When I finally became a real adult and graduated college, I had no idea what to do with my money. I had racked up numerous credit cards, had no savings, and wasn’t sure if a 401(k) was a retirement plan or a building code. So, what did I do? I did nothing. For a very long time. My mounting anxiety over my finances was a complete roadblock in my brain that would cause me to shut down and continue spending. Spending because of my anxiety over spending was something that took years to unravel.

Finally, after becoming tired of the anxiety and not being in control of my finances, I slowly got it together. I learned to ignore my feelings of “deserving” nice things, even on a hard day, and instead focused on how good it felt to see money in my savings account. Wanting for nothing can lead to actually having nothing, and no bag or pair of shoes is worth that.
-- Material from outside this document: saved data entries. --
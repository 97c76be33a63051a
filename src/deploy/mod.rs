// src/deploy/mod.rs

//! Deploy-time composition
//!
//! A deployed package's closure is mounted layer by layer and unioned into a
//! runtime bundle: the target's own files shadow those of its dependencies,
//! and a writable upper layer catches everything the container writes.

pub mod bundle;
pub mod mount;
pub mod platform;

pub use bundle::Bundle;
pub use mount::{LayerMounter, MountEntry};
pub use platform::{PlatformCapability, PlatformRegistry, detect_platform};

use crate::config::Settings;
use crate::error::{Error, Result};
use crate::exec::CommandRunner;
use crate::oci::{archive, media_types};
use crate::package::{DeployedStore, KeyLock, Package, PackageProvider, WorkDir};
use crate::resolver;
use crate::verity::VerityInfo;
use std::fs;
use std::path::{Path, PathBuf};
use tracing::{debug, info, warn};

/// Mounts package layers and assembles bundles on a deployment target
pub struct DeployComposer<'r> {
    settings: &'r Settings,
    runner: &'r dyn CommandRunner,
    mounter: LayerMounter<'r>,
}

impl<'r> DeployComposer<'r> {
    pub fn new(settings: &'r Settings, runner: &'r dyn CommandRunner) -> Self {
        Self {
            settings,
            runner,
            mounter: LayerMounter::new(runner, settings),
        }
    }

    /// Make a package's content layer available at its mount directory
    ///
    /// Repeated calls find the layer already in place and do nothing.
    /// erofs images are mounted, through dm-verity when the layer carries
    /// verity annotations and the toolchain is installed. tar+gzip layers are
    /// unpacked into the mount directory instead. The mount check and the
    /// mount happen under `<mounts>/<full name>.lock`.
    pub fn mount_layer(&self, package: &Package) -> Result<PathBuf> {
        let full_name = package.full_name();
        let dir = self.settings.mount_dir(&full_name);
        let (Some(layer), Some(image)) = (package.content_layer(), package.content_path()) else {
            return Err(Error::ManifestNotFound(package.config().path().to_path_buf()));
        };
        let _lock = KeyLock::acquire(&self.settings.mounts_dir, &full_name)?;

        match layer.media_type.as_str() {
            media_types::LAYER_EROFS_DMVERITY => {
                if self.mounter.is_mounted(&dir) {
                    debug!("{} already mounted at {}", full_name, dir.display());
                    return Ok(dir);
                }
                self.mounter.ensure_dir(&dir)?;

                match VerityInfo::from_annotations(&layer.annotations) {
                    Some(info) if self.mounter.verity_available() => {
                        self.mounter.mount_verity(&full_name, &image, &info, &dir)?;
                    }
                    Some(_) => {
                        warn!(
                            "{} and/or {} not found, mounting {} without dm-verity",
                            self.settings.veritysetup.display(),
                            self.settings.dmsetup.display(),
                            full_name
                        );
                        self.mounter.mount(&image, &dir)?;
                    }
                    None => self.mounter.mount(&image, &dir)?,
                }
            }
            media_types::LAYER_TAR_GZIP => {
                if dir.exists() {
                    debug!("{} already unpacked at {}", full_name, dir.display());
                    return Ok(dir);
                }
                archive::populate_once(&dir, |staging| archive::extract_tar(&image, staging))?;
                info!("Unpacked {} at {}", full_name, dir.display());
            }
            other => return Err(Error::UnsupportedLayerMediaType(other.to_string())),
        }

        Ok(dir)
    }

    /// Assemble the runtime bundle for the last package of `closure`
    ///
    /// `closure` is in resolver order, dependencies first. The overlay is
    /// checked and mounted under `<bundles>/<full name>.lock`.
    pub fn compose(
        &self,
        closure: &[Package],
        platform: Option<&dyn PlatformCapability>,
    ) -> Result<Bundle> {
        let target = closure
            .last()
            .ok_or_else(|| Error::PackageNotFound(String::new()))?;
        let name = target.full_name();

        let mut config = bundle::runtime_config_template();
        let mut lower_dirs = Vec::with_capacity(closure.len());
        for package in closure {
            if let Some(entry_point) = package.config().entry_point() {
                bundle::push_process_arg(&mut config, entry_point);
            }
            lower_dirs.push(self.mount_layer(package)?);
        }

        if let Some(platform) = platform {
            debug!("Applying platform {} to {}", platform.id(), name);
            platform.update_bundle_config(self.runner, &mut config)?;
        }

        // overlayfs takes lowerdir most significant first
        lower_dirs.reverse();

        let dir = self.settings.bundle_dir(&name);
        let rootfs = dir.join("rootfs");
        {
            let _lock = KeyLock::acquire(&self.settings.bundles_dir, &name)?;
            if self.mounter.is_mounted(&rootfs) {
                debug!("Bundle rootfs {} already mounted", rootfs.display());
            } else {
                let upper = dir.join("rw/upper");
                let work = dir.join("rw/work");
                for path in [&rootfs, &upper, &work] {
                    self.mounter.ensure_dir(path)?;
                }
                self.mounter
                    .mount_overlay(&lower_dirs, &upper, &work, &rootfs)?;
            }
        }

        let config_path = dir.join("config.json");
        self.runner
            .write_file(&config_path, &serde_json::to_vec_pretty(&config)?)
            .map_err(|e| Error::BlobWriteFailure {
                path: config_path.clone(),
                reason: e.to_string(),
            })?;
        info!("Bundle for {} ready at {}", name, dir.display());

        Ok(Bundle {
            name,
            dir,
            rootfs,
            lower_dirs,
            config,
        })
    }

    /// Bundle rootfs mounts that stack on `full_name`'s layer, including the
    /// package's own bundle
    pub fn dependent_bundles(&self, full_name: &str) -> Result<Vec<PathBuf>> {
        let mount_dir = self.settings.mount_dir(full_name);
        let own_rootfs = self.settings.bundle_dir(full_name).join("rootfs");

        let mut bundles: Vec<PathBuf> = self
            .mounter
            .mount_table()?
            .into_iter()
            .filter(|entry| entry.target.starts_with(&self.settings.bundles_dir))
            .filter(|entry| entry.target == own_rootfs || entry.lower_dirs().contains(&mount_dir))
            .map(|entry| entry.target)
            .collect();
        bundles.dedup();
        Ok(bundles)
    }

    /// Unmount a package's content layer and every bundle built on it
    ///
    /// Bundles go first so the layer is no longer busy when it is unmounted.
    pub fn teardown(&self, full_name: &str) -> Result<()> {
        for rootfs in self.dependent_bundles(full_name)? {
            let name = rootfs
                .parent()
                .and_then(Path::file_name)
                .map(|name| name.to_string_lossy().into_owned())
                .unwrap_or_default();
            let _lock = KeyLock::acquire(&self.settings.bundles_dir, &name)?;
            self.mounter.unmount(&rootfs)?;
        }

        let _lock = KeyLock::acquire(&self.settings.mounts_dir, full_name)?;
        let mount_dir = self.settings.mount_dir(full_name);
        if self.mounter.is_mounted(&mount_dir) {
            self.mounter.unmount(&mount_dir)?;
        }

        if self.mounter.has_verity_device(full_name) {
            let package = DeployedStore::from_settings(self.settings)
                .lookup(full_name)?
                .ok_or_else(|| Error::PackageNotFound(full_name.to_string()))?;
            let image = package
                .content_path()
                .ok_or_else(|| Error::ManifestNotFound(package.config().path().to_path_buf()))?;
            self.mounter.release_verity(full_name, &image)?;
        }

        info!("Tore down {}", full_name);
        Ok(())
    }
}

/// Resolve a deployed package and assemble its bundle
///
/// Starting the container is left to an OCI runtime pointed at the
/// returned bundle directory.
pub fn deploy(
    full_name: &str,
    settings: &Settings,
    runner: &dyn CommandRunner,
    registry: &PlatformRegistry,
) -> Result<Bundle> {
    let store = DeployedStore::from_settings(settings);
    let closure = resolver::resolve(full_name, &store)?;
    info!(
        "Deploying {} using {}",
        full_name,
        closure
            .iter()
            .map(Package::full_name)
            .collect::<Vec<_>>()
            .join(", ")
    );

    let platform = match detect_platform(runner) {
        Some(id) => {
            debug!(
                "Registered platforms: {}",
                registry.ids().collect::<Vec<_>>().join(", ")
            );
            Some(registry.get(&id)?)
        }
        None => {
            warn!("Cannot detect platform type, no platform adjustments applied");
            None
        }
    };

    DeployComposer::new(settings, runner).compose(&closure, platform)
}

/// Unpack a `<full name>.bolt` archive into the deployed-package directory
///
/// The previous installation's layer is torn down first, together with the
/// bundles that use it, and a stale unpacked tar+gzip layer is dropped so the
/// next deploy picks up the new content. Returns the installed full name.
pub fn install(archive_path: &Path, settings: &Settings, runner: &dyn CommandRunner) -> Result<String> {
    let extension = format!(".{}", settings.package_extension);
    let full_name = archive_path
        .file_name()
        .and_then(|name| name.to_str())
        .and_then(|name| name.strip_suffix(extension.as_str()))
        .filter(|name| !name.is_empty())
        .ok_or_else(|| Error::NotAPackageArchive(archive_path.to_path_buf()))?
        .to_string();

    let work = WorkDir::new()?;
    let package = Package::from_archive(archive_path, &full_name, &work)?;
    if package.full_name() != full_name {
        return Err(Error::IdentityMismatch {
            requested: full_name,
            found: package.full_name(),
        });
    }

    let composer = DeployComposer::new(settings, runner);
    composer.teardown(&full_name)?;

    let mount_dir = settings.mount_dir(&full_name);
    {
        let _lock = KeyLock::acquire(&settings.mounts_dir, &full_name)?;
        if mount_dir.exists() && !composer.mounter.is_mounted(&mount_dir) {
            fs::remove_dir_all(&mount_dir)?;
        }
    }

    let package_dir = settings.package_dir(&full_name);
    if package_dir.exists() {
        fs::remove_dir_all(&package_dir)?;
    }
    fs::create_dir_all(&settings.packages_dir)?;
    archive::populate_once(&package_dir, |staging| archive::unzip(archive_path, staging))?;

    info!("Installed {} into {}", full_name, package_dir.display());
    Ok(full_name)
}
There are a few other tools I used to help me get my act together.

  1. I defined my reasons for financial planning. I have a wonderful husband and new family that deserve for me to be fiscally responsible. Besides my family, my mental health is the most important piece of why I save and plan for retirement. I need the peace of mind of knowing that I’m taking a proactive role in my finances.
  2. I reflected on the mental defense that was holding me back. Anytime that I would feel down or insecure, I would buy something to make me feel “better,” ultimately leading to feeling worse about the money I just spent. I began telling myself that no object will make me feel as good as saving money.
  3. I myself have not seen a psychologist, but I have many friends that do, and the right professional can help you explore what defenses you have put up and how you can break them down. It may also help to just talk about your background, and why you view money the way you do.
  4. Hiring a financial coach is cheating a bit in my case, as my day-to-day involves eight hours of nothing but financial advice, but what I have learned would make me pay for these services, or recommend them to others 100 times over. Let someone else worry about the logistics for a change.

Looking back, I wish I had spent my 20’s with the same financial goals that I have now in my 30’s, since I would be so much farther ahead, and have a better wardrobe (just kidding)! The truth is, if there is one thing I’ve learned while working for financial advisors, it’s that it is never too late to start planning. Yes, our childhood experiences affect us, but they do not have to define us for the rest of our lives.